* **Supplied records**:

//! Renderer-facing state snapshot
//!
//! A renderer never reaches into the simulation directly; it asks for a
//! [`Hud`] once per frame and draws from that. The snapshot is plain data
//! with no references back into [`GameState`].

use crate::sim::powerup::PowerUpKind;
use crate::sim::wave::WaveInfo;
use crate::sim::{GamePhase, GameState};

/// Combo meter readout
#[derive(Debug, Clone)]
pub struct ComboReadout {
    pub multiplier: f32,
    pub streak: u32,
    /// True once the multiplier is climbing
    pub hot: bool,
    /// Window time left before the streak decays
    pub window_remaining_ms: f64,
}

/// One active power-up effect and its remaining time
#[derive(Debug, Clone)]
pub struct EffectReadout {
    pub kind: PowerUpKind,
    pub label: &'static str,
    pub remaining_ms: f64,
}

/// Everything the HUD layer draws for one frame.
#[derive(Debug, Clone)]
pub struct Hud {
    pub score: u64,
    pub lives: u32,
    pub phase: GamePhase,
    pub wave: WaveInfo,
    pub combo: ComboReadout,
    pub effects: Vec<EffectReadout>,
    pub test_mode: bool,
}

impl Hud {
    pub fn snapshot(state: &GameState) -> Self {
        Self {
            score: state.score,
            lives: state.lives,
            phase: state.phase,
            wave: state.waves.info(),
            combo: ComboReadout {
                multiplier: state.combo.multiplier,
                streak: state.combo.streak,
                hot: state.combo.is_hot(),
                window_remaining_ms: state.combo.window_remaining_ms(state.now_ms),
            },
            effects: state
                .powerups
                .active_effects(state.now_ms)
                .into_iter()
                .map(|(kind, remaining_ms)| EffectReadout {
                    kind,
                    label: kind.label(),
                    remaining_ms,
                })
                .collect(),
            test_mode: state.test_mode,
        }
    }
}

#[cfg(test)]
mod tests {
    use super::*;
    use crate::tuning::Tuning;

    #[test]
    fn snapshot_reflects_core_counters() {
        let mut state = GameState::new(1, Tuning::default());
        state.score = 1234;
        state.lives = 2;
        let hud = Hud::snapshot(&state);
        assert_eq!(hud.score, 1234);
        assert_eq!(hud.lives, 2);
        assert_eq!(hud.phase, GamePhase::Playing);
        assert!(hud.effects.is_empty());
    }

    #[test]
    fn active_effects_carry_labels_and_timers() {
        let mut state = GameState::new(2, Tuning::default());
        state.powerups.activate(PowerUpKind::Shield, 0.0);
        state.now_ms = 2000.0;
        let hud = Hud::snapshot(&state);
        assert_eq!(hud.effects.len(), 1);
        assert_eq!(hud.effects[0].label, "shield");
        assert!((hud.effects[0].remaining_ms - 10_000.0).abs() < 1e-6);
    }
}
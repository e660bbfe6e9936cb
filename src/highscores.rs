//! High score leaderboard
//!
//! Top 10 scores, persisted as a JSON file next to the binary. Load and
//! save never fail the game: a missing or malformed file just means a
//! fresh board.

use serde::{Deserialize, Serialize};

use std::path::Path;
use std::time::{SystemTime, UNIX_EPOCH};

/// Maximum number of high scores to keep
pub const MAX_HIGH_SCORES: usize = 10;

/// A single high score entry
#[derive(Debug, Clone, Serialize, Deserialize)]
pub struct HighScoreEntry {
    pub score: u64,
    /// Wave reached
    pub wave: u32,
    /// Unix timestamp (ms) when achieved
    pub timestamp: f64,
}

/// High score leaderboard, sorted descending by score
#[derive(Debug, Clone, Serialize, Deserialize, Default)]
pub struct HighScores {
    pub entries: Vec<HighScoreEntry>,
}

impl HighScores {
    /// Create empty leaderboard
    pub fn new() -> Self {
        Self {
            entries: Vec::new(),
        }
    }

    /// Check if a score qualifies for the leaderboard
    pub fn qualifies(&self, score: u64) -> bool {
        if score == 0 {
            return false;
        }
        if self.entries.len() < MAX_HIGH_SCORES {
            return true;
        }
        self.entries.last().map(|e| score > e.score).unwrap_or(true)
    }

    /// Get the rank a score would achieve (1-indexed, None if it doesn't
    /// qualify)
    pub fn potential_rank(&self, score: u64) -> Option<usize> {
        if !self.qualifies(score) {
            return None;
        }
        let rank = self.entries.iter().position(|e| score > e.score);
        Some(rank.unwrap_or(self.entries.len()) + 1)
    }

    /// Add a score to the leaderboard if it qualifies. Returns the rank
    /// achieved (1-indexed).
    pub fn add_score(&mut self, score: u64, wave: u32, timestamp: f64) -> Option<usize> {
        if !self.qualifies(score) {
            return None;
        }

        let entry = HighScoreEntry {
            score,
            wave,
            timestamp,
        };

        let pos = self.entries.iter().position(|e| score > e.score);
        let rank = match pos {
            Some(i) => {
                self.entries.insert(i, entry);
                i + 1
            }
            None => {
                self.entries.push(entry);
                self.entries.len()
            }
        };

        self.entries.truncate(MAX_HIGH_SCORES);

        Some(rank)
    }

    /// Record a finished run and report whether it set a new top score.
    pub fn check_and_update(&mut self, score: u64, wave: u32) -> bool {
        let rank = self.add_score(score, wave, unix_ms());
        matches!(rank, Some(1))
    }

    pub fn is_empty(&self) -> bool {
        self.entries.is_empty()
    }

    /// Get the top score (if any)
    pub fn top_score(&self) -> Option<u64> {
        self.entries.first().map(|e| e.score)
    }

    /// Load the leaderboard from a JSON file, starting fresh when the
    /// file is missing or unreadable.
    pub fn load(path: &Path) -> Self {
        match std::fs::read_to_string(path) {
            Ok(json) => match serde_json::from_str::<HighScores>(&json) {
                Ok(scores) => {
                    log::info!("Loaded {} high scores", scores.entries.len());
                    scores
                }
                Err(err) => {
                    log::warn!("Ignoring malformed high score file: {err}");
                    Self::new()
                }
            },
            Err(_) => {
                log::info!("No high scores found, starting fresh");
                Self::new()
            }
        }
    }

    /// Save the leaderboard. Failures are logged, never fatal.
    pub fn save(&self, path: &Path) {
        match serde_json::to_string_pretty(self) {
            Ok(json) => {
                if let Err(err) = std::fs::write(path, json) {
                    log::warn!("Failed to save high scores: {err}");
                } else {
                    log::info!("High scores saved ({} entries)", self.entries.len());
                }
            }
            Err(err) => log::warn!("Failed to serialize high scores: {err}"),
        }
    }
}

fn unix_ms() -> f64 {
    SystemTime::now()
        .duration_since(UNIX_EPOCH)
        .map(|d| d.as_millis() as f64)
        .unwrap_or(0.0)
}
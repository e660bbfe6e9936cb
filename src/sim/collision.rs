//! Distance-threshold collision predicates
//!
//! Everything in the playfield collides as a point pair against a
//! context-specific threshold; there is no shape geometry. Pure functions,
//! no side effects.

use glam::Vec2;

/// True iff the Euclidean distance between `a` and `b` is strictly below
/// `threshold`.
#[inline]
pub fn collides(a: Vec2, b: Vec2, threshold: f32) -> bool {
    a.distance_squared(b) < threshold * threshold
}

/// True iff an enemy projectile sits strictly inside the near-miss band
/// around the player: close enough to count as a dodge, far enough not to
/// be a hit.
#[inline]
pub fn in_dodge_band(projectile: Vec2, player: Vec2, band_min: f32, band_max: f32) -> bool {
    let d = projectile.distance(player);
    d > band_min && d < band_max
}
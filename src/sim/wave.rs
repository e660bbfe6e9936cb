//! Wave composition and spawn choreography
//!
//! A wave is a pure function of its number (given the seeded RNG): enemy
//! count, formation, AI tier and the per-slot spawn coordinates are all
//! decided at construction. The director holds at most one wave plus a
//! transition gate between waves.

use glam::Vec2;
use rand::Rng;
use rand_pcg::Pcg32;

use crate::tuning::WaveTuning;

use std::f32::consts::TAU;

#[derive(Debug, Clone, Copy, PartialEq, Eq)]
pub enum WaveState {
    /// Slots remain to be spawned
    Spawning,
    /// Fully spawned, fighting in progress
    Active,
    /// Kill count reached the required count
    Complete,
}

#[derive(Debug, Clone, Copy, PartialEq, Eq)]
pub enum Formation {
    Line,
    VShape,
    Circle,
    Scattered,
}

impl Formation {
    pub fn label(self) -> &'static str {
        match self {
            Formation::Line => "line",
            Formation::VShape => "v-shape",
            Formation::Circle => "circle",
            Formation::Scattered => "scattered",
        }
    }
}

#[derive(Debug, Clone)]
pub struct Wave {
    pub number: u32,
    pub required: u32,
    pub formation: Formation,
    /// AI tier for every enemy in this wave
    pub tier: u32,
    pub spawned: u32,
    pub killed: u32,
    pub state: WaveState,
    positions: Vec<Vec2>,
    cursor: usize,
    last_spawn_ms: f64,
    spawn_delay_ms: f64,
}

impl Wave {
    pub fn new(number: u32, rng: &mut Pcg32, t: &WaveTuning) -> Self {
        let required = Self::enemy_count(number);
        let formation = Self::select_formation(number, rng);
        let positions = Self::layout(formation, required, rng);
        Self {
            number,
            required,
            formation,
            tier: (number / 2).min(5),
            spawned: 0,
            killed: 0,
            state: WaveState::Spawning,
            positions,
            cursor: 0,
            last_spawn_ms: 0.0,
            spawn_delay_ms: t.spawn_delay_ms,
        }
    }

    /// 3 + n for the first three waves, then slower growth.
    pub fn enemy_count(number: u32) -> u32 {
        if number <= 3 {
            3 + number
        } else {
            6 + (number - 3) / 2
        }
    }

    /// Wave 1 is always a line, wave 2 scattered. After that, V-shape on
    /// multiples of 3 takes precedence over circle on multiples of 4.
    fn select_formation(number: u32, rng: &mut Pcg32) -> Formation {
        if number == 1 {
            Formation::Line
        } else if number == 2 {
            Formation::Scattered
        } else if number % 3 == 0 {
            Formation::VShape
        } else if number % 4 == 0 {
            Formation::Circle
        } else {
            match rng.random_range(0..3u32) {
                0 => Formation::Line,
                1 => Formation::Scattered,
                _ => Formation::VShape,
            }
        }
    }

    /// One target coordinate per enemy slot. All formations stage above
    /// the top edge and descend into view.
    fn layout(formation: Formation, count: u32, rng: &mut Pcg32) -> Vec<Vec2> {
        let mut positions = Vec::with_capacity(count as usize);
        match formation {
            Formation::Line => {
                let spacing = if count > 1 {
                    (600 / (count - 1).max(1)) as f32
                } else {
                    0.0
                };
                for i in 0..count {
                    let x = 100.0 + i as f32 * spacing;
                    // Slight vertical stagger so the line angles in
                    positions.push(Vec2::new(x, -100.0 - i as f32 * 20.0));
                }
            }
            Formation::VShape => {
                let center_x = 400.0;
                for i in 0..count {
                    let x = if i % 2 == 0 {
                        center_x + (i / 2) as f32 * 80.0
                    } else {
                        center_x - ((i + 1) / 2) as f32 * 80.0
                    };
                    let depth = (i as i32 - (count / 2) as i32).unsigned_abs() as f32;
                    positions.push(Vec2::new(x, -100.0 - depth * 30.0));
                }
            }
            Formation::Circle => {
                let center = Vec2::new(400.0, -200.0);
                let radius = 150.0;
                for i in 0..count {
                    let angle = TAU * i as f32 / count as f32;
                    positions.push(center + radius * Vec2::new(angle.cos(), angle.sin()));
                }
            }
            Formation::Scattered => {
                // Minimum spacing is the spawner's problem, not the layout's
                for _ in 0..count {
                    let x = rng.random_range(100.0..=700.0);
                    let y = rng.random_range(-200.0..=-50.0);
                    positions.push(Vec2::new(x, y));
                }
            }
        }
        positions
    }

    pub fn due_spawn(&self, now_ms: f64) -> bool {
        self.state == WaveState::Spawning
            && self.spawned < self.required
            && now_ms - self.last_spawn_ms > self.spawn_delay_ms
    }

    /// Take the next planned slot position; extra requests past the plan
    /// fall back to a random staging position.
    pub fn next_spawn_position(&mut self, rng: &mut Pcg32) -> Vec2 {
        if let Some(pos) = self.positions.get(self.cursor) {
            self.cursor += 1;
            *pos
        } else {
            Vec2::new(
                rng.random_range(100.0..=700.0),
                rng.random_range(-150.0..=-50.0),
            )
        }
    }

    pub fn record_spawn(&mut self, now_ms: f64) {
        self.spawned += 1;
        self.last_spawn_ms = now_ms;
        if self.spawned >= self.required {
            self.state = WaveState::Active;
        }
    }

    pub fn record_kill(&mut self) {
        self.killed += 1;
        if self.killed >= self.required {
            self.state = WaveState::Complete;
        }
    }

    pub fn is_complete(&self) -> bool {
        self.state == WaveState::Complete
    }

    pub fn progress(&self) -> f32 {
        if self.required == 0 {
            1.0
        } else {
            self.killed as f32 / self.required as f32
        }
    }
}

/// Renderer-facing wave summary
#[derive(Debug, Clone, Default)]
pub struct WaveInfo {
    pub number: u32,
    pub progress: f32,
    pub enemies_left: u32,
    pub formation: Option<Formation>,
    pub in_transition: bool,
}

/// Holds the current wave and the between-wave transition gate.
#[derive(Debug, Clone)]
pub struct WaveDirector {
    pub current: Option<Wave>,
    pub number: u32,
    in_transition: bool,
    transition_started_ms: f64,
    tuning: WaveTuning,
}

impl WaveDirector {
    pub fn new(tuning: WaveTuning) -> Self {
        Self {
            current: None,
            number: 0,
            in_transition: false,
            transition_started_ms: 0.0,
            tuning,
        }
    }

    fn start_next_wave(&mut self, rng: &mut Pcg32) {
        self.number += 1;
        let wave = Wave::new(self.number, rng, &self.tuning);
        log::info!(
            "wave {} starting: {} enemies, {} formation, tier {}",
            wave.number,
            wave.required,
            wave.formation.label(),
            wave.tier
        );
        self.current = Some(wave);
        self.in_transition = false;
    }

    /// Drive the Spawning/Active/Complete/transition machinery.
    pub fn update(&mut self, now_ms: f64, rng: &mut Pcg32) {
        let Some(wave) = &self.current else {
            self.start_next_wave(rng);
            return;
        };

        if wave.is_complete() && !self.in_transition {
            self.in_transition = true;
            self.transition_started_ms = now_ms;
            log::info!("wave {} complete", wave.number);
        }

        if self.in_transition && now_ms - self.transition_started_ms > self.tuning.transition_ms {
            self.start_next_wave(rng);
        }
    }

    pub fn should_spawn(&self, now_ms: f64) -> bool {
        if self.in_transition {
            return false;
        }
        self.current.as_ref().is_some_and(|w| w.due_spawn(now_ms))
    }

    /// Hand out the next spawn slot: position plus the wave's AI tier.
    pub fn spawn(&mut self, now_ms: f64, rng: &mut Pcg32) -> Option<(Vec2, u32)> {
        let wave = self.current.as_mut()?;
        let pos = wave.next_spawn_position(rng);
        wave.record_spawn(now_ms);
        Some((pos, wave.tier))
    }

    pub fn enemy_killed(&mut self) {
        if let Some(wave) = &mut self.current {
            wave.record_kill();
        }
    }

    pub fn info(&self) -> WaveInfo {
        match &self.current {
            None => WaveInfo::default(),
            Some(wave) => WaveInfo {
                number: self.number,
                progress: wave.progress(),
                enemies_left: wave.required.saturating_sub(wave.killed),
                formation: Some(wave.formation),
                in_transition: self.in_transition,
            },
        }
    }
}
//! The per-tick orchestrator
//!
//! One call advances the whole simulation by one fixed step. Subsystems are
//! updated in a fixed order so identical seeds and input sequences always
//! produce identical runs:
//!
//! 1. meta input (pause, restart, test mode)
//! 2. clock advance and difficulty ramp
//! 3. player movement and fire (raw time)
//! 4. projectile and enemy integration (bullet-timed), effect expiry
//! 5. wave direction and spawning
//! 6. collision resolution and scoring
//! 7. pickup collection
//! 8. sweeps and cosmetics
//!
//! Bullet time scales the elapsed time handed to enemies and projectiles;
//! the player, the combo window, wave pacing and effect timers always run
//! on raw time.

use glam::Vec2;

use std::collections::HashSet;

use crate::frame_scale;

use super::collision::{collides, in_dodge_band};
use super::enemy::Enemy;
use super::powerup::{PowerUpKind, SCORE_MULTIPLIER_FACTOR, SPEED_BOOST_FACTOR};
use super::spawner::pick_spawn_x;
use super::state::{GamePhase, GameState};

/// Player input sampled for one tick. Toggle fields (`pause`,
/// `toggle_test_mode`, `restart`) are edge-triggered: send them for a
/// single tick per press.
#[derive(Debug, Clone, Default)]
pub struct TickInput {
    pub left: bool,
    pub right: bool,
    pub fire: bool,
    pub pause: bool,
    pub restart: bool,
    pub toggle_test_mode: bool,
    /// Direct effect grant, honored only while test mode is on
    pub grant_powerup: Option<PowerUpKind>,
}

/// Advance the simulation by `dt_ms` of elapsed time.
pub fn tick(state: &mut GameState, input: &TickInput, dt_ms: f32) {
    if input.toggle_test_mode {
        state.test_mode = !state.test_mode;
        log::info!(
            "test mode {}",
            if state.test_mode { "on" } else { "off" }
        );
    }

    match state.phase {
        GamePhase::Playing => {
            if input.pause {
                state.phase = GamePhase::Paused;
                return;
            }
        }
        GamePhase::Paused => {
            if input.pause {
                state.phase = GamePhase::Playing;
            }
            return;
        }
        GamePhase::GameOver => {
            if input.restart {
                state.restart();
            }
            return;
        }
    }

    if state.test_mode {
        if let Some(kind) = input.grant_powerup {
            state.powerups.activate(kind, state.now_ms);
            if kind == PowerUpKind::ScreenClear {
                apply_screen_clear(state);
            }
        }
    }

    state.now_ms += dt_ms as f64;
    state.ticks += 1;
    let now = state.now_ms;

    // Bullet time slows the hostile side only
    let scaled_dt = dt_ms * state.powerups.time_scale();

    state.scroll_speed = state
        .tuning
        .difficulty
        .scroll_max
        .min(state.tuning.difficulty.scroll_initial
            + (now / state.tuning.difficulty.scroll_ramp_divisor) as f32);

    let speed_mult = if state.powerups.is_active(PowerUpKind::SpeedBoost) {
        SPEED_BOOST_FACTOR
    } else {
        1.0
    };
    state.player.update(input.left, input.right, dt_ms, speed_mult);

    if input.fire {
        fire_player(state);
    }

    state.projectiles.advance(scaled_dt);
    update_enemies(state, scaled_dt);

    // Expire effects before anything downstream consults them, so a
    // lapsed shield or multiplier cannot influence this tick's collisions
    state
        .powerups
        .update(dt_ms, now, state.scroll_speed, &state.tuning.powerup);

    state.waves.update(now, &mut state.rng);
    if state.waves.should_spawn(now) {
        if let Some((pos, tier)) = state.waves.spawn(now, &mut state.rng) {
            let id = state.next_entity_id();
            let mut enemy = Enemy::spawn(&mut state.rng, id, pos.x, tier, &state.tuning.enemy);
            enemy.pos = pos;
            state.enemies.push(enemy);
        }
    }

    // The field is never allowed to sit empty, wave pacing or not
    if state.visible_enemy_count() == 0 {
        spawn_replacement(state);
    }

    enemy_fire(state);

    resolve_player_shots(state);
    resolve_enemy_shots(state);
    resolve_ship_collisions(state);

    collect_pickups(state);
    state.combo.tick(now);

    sweep(state);
    update_cosmetics(state, dt_ms);
}
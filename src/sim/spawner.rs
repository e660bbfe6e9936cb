//! Spacing-constrained spawn placement
//!
//! Spawn anchors are rejection-sampled against every currently tracked
//! position. The search is bounded: after the attempt budget runs out an
//! unconstrained position is accepted rather than failing the spawn.

use rand::Rng;
use rand_pcg::Pcg32;

use crate::tuning::EnemyTuning;

/// Pick a spawn x at least `min_spacing` from every occupied anchor,
/// falling back to an unconstrained draw after the attempt budget.
pub fn pick_spawn_x(rng: &mut Pcg32, occupied: &[f32], t: &EnemyTuning) -> f32 {
    for _ in 0..t.spawn_attempts {
        let x = rng.random_range(t.spawn_x_min..=t.spawn_x_max);
        if occupied.iter().all(|&o| (o - x).abs() >= t.min_spacing) {
            return x;
        }
    }
    rng.random_range(t.spawn_x_min..=t.spawn_x_max)
}
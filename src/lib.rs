//! Nova Strike - a wave-based arcade shooter
//!
//! Core modules:
//! - `sim`: Deterministic simulation (entities, enemy AI, waves, scoring)
//! - `tuning`: Data-driven game balance
//! - `highscores`: Persistent score records
//! - `hud`: Renderer-facing state snapshot

pub mod highscores;
pub mod hud;
pub mod sim;
pub mod tuning;

pub use highscores::HighScores;
pub use tuning::Tuning;

/// Game configuration constants
pub mod consts {
    /// Playfield dimensions (pixels, origin top-left, +y down)
    pub const SCREEN_WIDTH: f32 = 800.0;
    pub const SCREEN_HEIGHT: f32 = 600.0;

    /// Nominal frame period at 60 Hz, in milliseconds. All speeds in the
    /// tuning tables are pixels per nominal frame.
    pub const FRAME_MS: f32 = 16.67;

    /// Fixed simulation timestep for the driver loop (milliseconds)
    pub const SIM_DT_MS: f32 = FRAME_MS;
    /// Maximum substeps per frame to prevent spiral of death
    pub const MAX_SUBSTEPS: u32 = 8;
}

/// Scale an elapsed delta to 60 Hz frame units so motion is
/// frame-rate independent: `position += speed * frame_scale(dt)`.
#[inline]
pub fn frame_scale(dt_ms: f32) -> f32 {
    dt_ms / consts::FRAME_MS
}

* **Instructions for the task**: Reply with the number of lines in the data above that contain "when", and with nothing else.

* **Written answer**: 2